Make the plot difficult for your characters

In 2006 I took a creative writing course in Los Angeles, where I was living at the time. The main lesson I remember is that the author’s job is to make things as difficult as possible for the characters in the story. In my novel I struggled with this because of its diary-like, autobiographical nature. I didn’t want to make things hard for anyone! Hence the lack of conflict.

I am now learning that creative writing is not about solving lots of problems. I haven’t really worked out what it is about entirely. For me, so far, it is an artistic endeavour of personal expression that will hopefully resonate with the reader. In my PhD I asked the question: “why did people read?”. There were multitudinous answers that you can find in my thesis if you feel so compelled.

The reading lives of English men and women, 1695-1830 

I have received feedback on my short story now and it is so helpful. I am going to a writing group tomorrow to work on applying changes that will definitely improve the piece. I need to make things more difficult for the main character. This will make the story more universal.

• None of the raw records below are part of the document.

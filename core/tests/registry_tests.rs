// tests/registry_tests.rs
mod common;

use common::*;
use foodgram::{ContextData, Pipeline, PipelineControl, PipelineRegistry, PipelineResult};
use serial_test::serial;

#[derive(Clone, Debug, Default)]
struct OtherContext {
  touched: bool,
}

#[tokio::test]
#[serial]
async fn test_registry_dispatches_by_context_type() {
  setup_tracing();
  let registry = PipelineRegistry::<TestError>::new();

  let mut main_pipeline = Pipeline::<TestContext, TestError>::new(&[("main", false, None)]);
  main_pipeline.on_root("main", create_simple_handler("main", "M"));
  registry.register_pipeline(main_pipeline);

  let mut other_pipeline = Pipeline::<OtherContext, TestError>::new(&[("other", false, None)]);
  other_pipeline.on_root("other", |ctx: ContextData<OtherContext>| {
    Box::pin(async move {
      ctx.write().touched = true;
      Ok::<_, TestError>(PipelineControl::Continue)
    })
  });
  registry.register_pipeline(other_pipeline);

  assert!(registry.is_registered::<TestContext>());
  assert!(registry.is_registered::<OtherContext>());

  let main_ctx = ContextData::new(TestContext::default());
  assert_eq!(registry.run(main_ctx.clone()).await.unwrap(), PipelineResult::Completed);
  assert_eq!(main_ctx.read().message, "M");

  let other_ctx = ContextData::new(OtherContext::default());
  registry.run(other_ctx.clone()).await.unwrap();
  assert!(other_ctx.read().touched);
}

#[tokio::test]
#[serial]
async fn test_registry_reports_unregistered_context_type() {
  setup_tracing();
  let registry = PipelineRegistry::<TestError>::new();
  let result = registry.run(ContextData::new(OtherContext::default())).await;
  match result.unwrap_err() {
    TestError::Engine(s) => assert!(s.contains("NotRegistered")),
    other => panic!("Expected TestError::Engine(NotRegistered), got {other:?}"),
  }
}

#[tokio::test]
#[serial]
async fn test_registry_passes_handler_errors_through() {
  setup_tracing();
  let registry = PipelineRegistry::<TestError>::new();
  let mut pipeline = Pipeline::<TestContext, TestError>::new(&[("boom", false, None)]);
  pipeline.on_root("boom", create_failing_handler("boom", "registry failure"));
  registry.register_pipeline(pipeline);

  let result = registry.run(ContextData::new(TestContext::default())).await;
  assert_eq!(result.unwrap_err(), TestError::Handler("registry failure".to_string()));
}

#[tokio::test]
#[serial]
async fn test_reregistering_replaces_the_pipeline() {
  setup_tracing();
  let registry = PipelineRegistry::<TestError>::new();

  let mut first = Pipeline::<TestContext, TestError>::new(&[("s", false, None)]);
  first.on_root("s", create_simple_handler("s", "first"));
  registry.register_pipeline(first);

  let mut second = Pipeline::<TestContext, TestError>::new(&[("s", false, None)]);
  second.on_root("s", create_simple_handler("s", "second"));
  registry.register_pipeline(second);

  let ctx = ContextData::new(TestContext::default());
  registry.run(ctx.clone()).await.unwrap();
  assert_eq!(ctx.read().message, "second");
}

While the process of writing is useful for me, ultimately the work needs to get out there. As a content designer I am constantly thinking about the user/reader. While it is not creative writing at my job, similar principles apply. Writing (and art) involves creator/expression and reader/reception. And that reception is not passive. Ultimately, the readers have licence to interpret as they will. Therefore, writing and art are acts of bravery and vulnerability.

The more challenging the plot line, the more rewarding the progression in the characters. The more rewarding the progression in the characters, the more human the story.